What the task asks: Work through the entries that follow and state how many lines contain the word "CheckError". Only the number is wanted.

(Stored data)
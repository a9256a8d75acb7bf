//! Waiting on the scheduler daemons and reading `condor_submit` output.
//!
//! Both waits go through [`try_poll_until`]: a command that runs but exits
//! non-zero is retried until the deadline, while a command that cannot be
//! started at all (wrong install path) fails immediately.

use std::path::PathBuf;
use std::sync::LazyLock;
use std::time::Duration;

use regex::Regex;
use tracing::{debug, info, warn};

use crate::errors::{CheckError, CheckResult};
use crate::exec::{CommandResult, CommandRunner, CommandSpec};
use crate::platform::hostname_matches;
use crate::poll::try_poll_until;

static USER_LOG_LINE: LazyLock<Regex> = LazyLock::new(|| {
    Regex::new(r#"^UserLog = ".*\.log"$"#).expect("user log pattern is a valid regex")
});

/// Run the queue command once. Ready means it exited 0.
pub fn is_schedd_ready<R: CommandRunner + ?Sized>(
    runner: &R,
    queue: &CommandSpec,
) -> CheckResult<CommandResult> {
    let result = runner.run(queue)?;
    debug!(exit_code = result.exit_code, "Probed schedd");
    Ok(result)
}

/// Block until the queue command succeeds or `timeout` elapses.
///
/// On timeout the error carries the stderr of the last attempt.
pub fn wait_for_schedd_ready<R: CommandRunner + ?Sized>(
    runner: &R,
    queue: &CommandSpec,
    timeout: Duration,
    interval: Duration,
) -> CheckResult<()> {
    info!(command = %queue.display(), timeout_secs = timeout.as_secs(), "Waiting for schedd");

    let polled = try_poll_until(
        timeout,
        interval,
        || is_schedd_ready(runner, queue),
        CommandResult::success,
    )?;

    if polled.satisfied {
        info!(attempts = polled.attempts, elapsed_ms = polled.elapsed.as_millis() as u64, "Schedd is ready");
        return Ok(());
    }

    warn!(attempts = polled.attempts, exit_code = polled.last.exit_code, "Schedd not ready before deadline");
    Err(CheckError::SchedulerNotReady {
        waited: timeout,
        stderr: polled.last.stderr,
    })
}

/// Block until the status command succeeds and lists `hostname`.
///
/// Returns the successful status output. After the deadline, a non-zero
/// exit on the last attempt means the central manager was never reached;
/// a zero exit means it was reached but this node never registered.
pub fn wait_for_node_registration<R: CommandRunner + ?Sized>(
    runner: &R,
    status: &CommandSpec,
    hostname: &str,
    timeout: Duration,
    interval: Duration,
) -> CheckResult<CommandResult> {
    info!(hostname, timeout_secs = timeout.as_secs(), "Waiting for node to register with the scheduler");

    let polled = try_poll_until(
        timeout,
        interval,
        || runner.run(status),
        |result: &CommandResult| result.success() && hostname_matches(&result.stdout, hostname),
    )?;

    let last = polled.last;
    if polled.satisfied {
        info!(hostname, attempts = polled.attempts, "Node registered");
        return Ok(last);
    }

    if !last.success() {
        return Err(CheckError::SchedulerUnreachable {
            exit_code: last.exit_code,
            stdout: last.stdout,
            stderr: last.stderr,
        });
    }

    Err(CheckError::NodeNotRegistered {
        hostname: hostname.to_string(),
        stdout: last.stdout,
    })
}

/// Job log paths from `condor_submit -verbose` output.
///
/// Each job's ClassAd carries a `UserLog = "<path>.log"` line; the path is
/// what follows the last `=`, without surrounding whitespace or quotes.
pub fn parse_user_logs(output: &str) -> CheckResult<Vec<PathBuf>> {
    let logs: Vec<PathBuf> = output
        .split('\n')
        .filter(|line| USER_LOG_LINE.is_match(line))
        .filter_map(|line| line.rsplit('=').next())
        .map(|value| PathBuf::from(value.trim().trim_matches('"')))
        .collect();

    if logs.is_empty() {
        return Err(CheckError::SubmitParseFailed {
            output: output.to_string(),
        });
    }
    debug!(count = logs.len(), "Parsed job logs from submit output");
    Ok(logs)
}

Task response: 5